The data
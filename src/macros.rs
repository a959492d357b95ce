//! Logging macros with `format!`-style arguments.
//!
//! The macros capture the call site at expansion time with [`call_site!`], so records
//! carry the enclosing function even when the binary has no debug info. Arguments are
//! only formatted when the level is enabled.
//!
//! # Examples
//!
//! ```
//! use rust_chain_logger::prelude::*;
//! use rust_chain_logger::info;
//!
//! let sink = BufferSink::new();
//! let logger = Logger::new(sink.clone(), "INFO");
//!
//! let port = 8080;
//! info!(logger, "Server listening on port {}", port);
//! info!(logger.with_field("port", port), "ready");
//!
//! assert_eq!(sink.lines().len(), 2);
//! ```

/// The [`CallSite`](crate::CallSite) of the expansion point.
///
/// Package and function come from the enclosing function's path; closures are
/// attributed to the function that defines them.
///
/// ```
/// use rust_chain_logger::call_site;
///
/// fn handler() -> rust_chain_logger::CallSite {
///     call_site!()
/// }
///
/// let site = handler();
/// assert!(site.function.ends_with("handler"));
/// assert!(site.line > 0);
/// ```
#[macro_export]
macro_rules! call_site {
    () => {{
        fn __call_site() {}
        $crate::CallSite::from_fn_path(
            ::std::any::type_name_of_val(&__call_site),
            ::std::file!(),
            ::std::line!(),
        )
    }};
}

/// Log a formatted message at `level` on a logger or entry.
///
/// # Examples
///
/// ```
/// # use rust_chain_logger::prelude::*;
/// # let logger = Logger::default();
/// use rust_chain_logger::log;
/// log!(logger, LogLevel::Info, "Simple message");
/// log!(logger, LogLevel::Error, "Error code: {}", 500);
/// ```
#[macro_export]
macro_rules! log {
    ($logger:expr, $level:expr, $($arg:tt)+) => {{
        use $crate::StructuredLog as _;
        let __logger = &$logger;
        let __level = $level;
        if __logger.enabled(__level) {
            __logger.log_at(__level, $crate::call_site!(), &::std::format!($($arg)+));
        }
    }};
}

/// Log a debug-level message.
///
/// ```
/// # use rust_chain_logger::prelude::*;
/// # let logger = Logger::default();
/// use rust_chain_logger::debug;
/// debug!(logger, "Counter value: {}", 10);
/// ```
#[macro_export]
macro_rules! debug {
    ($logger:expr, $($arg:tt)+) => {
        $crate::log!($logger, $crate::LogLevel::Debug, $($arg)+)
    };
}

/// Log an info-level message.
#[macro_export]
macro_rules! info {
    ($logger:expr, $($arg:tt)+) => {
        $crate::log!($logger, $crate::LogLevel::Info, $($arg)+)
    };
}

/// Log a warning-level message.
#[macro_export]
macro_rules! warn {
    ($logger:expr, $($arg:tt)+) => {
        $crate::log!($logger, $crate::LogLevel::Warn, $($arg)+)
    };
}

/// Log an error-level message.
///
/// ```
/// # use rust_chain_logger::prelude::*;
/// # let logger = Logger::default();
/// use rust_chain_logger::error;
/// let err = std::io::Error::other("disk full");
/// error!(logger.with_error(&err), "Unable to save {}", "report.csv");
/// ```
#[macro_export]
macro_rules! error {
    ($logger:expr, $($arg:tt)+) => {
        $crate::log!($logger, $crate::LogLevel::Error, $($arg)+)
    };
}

What the task asks
Once the records are read, print each of them exactly as written.

Result of this task
filename src/macros.rs
repository a959492d357b95ce
//! Logging macros with `format!`-style arguments.
//!
//! The macros capture the call site at expansion time with [`call_site!`], so records
//! carry the enclosing function even when the binary has no debug info. Arguments are
//! only formatted when the level is enabled.
//!
//! # Examples
//!
//! ```
//! use rust_chain_logger::prelude::*;
//! use rust_chain_logger::info;
//!
//! let sink = BufferSink::new();
//! let logger = Logger::new(sink.clone(), "INFO");
//!
//! let port = 8080;
//! info!(logger, "Server listening on port {}", port);
//! info!(logger.with_field("port", port), "ready");
//!
//! assert_eq!(sink.lines().len(), 2);
//! ```

/// The [`CallSite`](crate::CallSite) of the expansion point.
///
/// Package and function come from the enclosing function's path; closures are
/// attributed to the function that defines them.
///
/// ```
/// use rust_chain_logger::call_site;
///
/// fn handler() -> rust_chain_logger::CallSite {
///     call_site!()
/// }
///
/// let site = handler();
/// assert!(site.function.ends_with("handler"));
/// assert!(site.line > 0);
/// ```
#[macro_export]
macro_rules! call_site {
    () => {{
        fn __call_site() {}
        $crate::CallSite::from_fn_path(
            ::std::any::type_name_of_val(&__call_site),
            ::std::file!(),
            ::std::line!(),
        )
    }};
}

/// Log a formatted message at `level` on a logger or entry.
///
/// # Examples
///
/// ```
/// # use rust_chain_logger::prelude::*;
/// # let logger = Logger::default();
/// use rust_chain_logger::log;
/// log!(logger, LogLevel::Info, "Simple message");
/// log!(logger, LogLevel::Error, "Error code: {}", 500);
/// ```
#[macro_export]
macro_rules! log {
    ($logger:expr, $level:expr, $($arg:tt)+) => {{
        use $crate::StructuredLog as _;
        let __logger = &$logger;
        let __level = $level;
        if __logger.enabled(__level) {
            __logger.log_at(__level, $crate::call_site!(), &::std::format!($($arg)+));
        }
    }};
}

/// Log a debug-level message.
///
/// ```
/// # use rust_chain_logger::prelude::*;
/// # let logger = Logger::default();
/// use rust_chain_logger::debug;
/// debug!(logger, "Counter value: {}", 10);
/// ```
#[macro_export]
macro_rules! debug {
    ($logger:expr, $($arg:tt)+) => {
        $crate::log!($logger, $crate::LogLevel::Debug, $($arg)+)
    };
}

/// Log an info-level message.
#[macro_export]
macro_rules! info {
    ($logger:expr, $($arg:tt)+) => {
        $crate::log!($logger, $crate::LogLevel::Info, $($arg)+)
    };
}

/// Log a warning-level message.
#[macro_export]
macro_rules! warn {
    ($logger:expr, $($arg:tt)+) => {
        $crate::log!($logger, $crate::LogLevel::Warn, $($arg)+)
    };
}

/// Log an error-level message.
///
/// ```
/// # use rust_chain_logger::prelude::*;
/// # let logger = Logger::default();
/// use rust_chain_logger::error;
/// let err = std::io::Error::other("disk full");
/// error!(logger.with_error(&err), "Unable to save {}", "report.csv");
/// ```
#[macro_export]
macro_rules! error {
    ($logger:expr, $($arg:tt)+) => {
        $crate::log!($logger, $crate::LogLevel::Error, $($arg)+)
    };
}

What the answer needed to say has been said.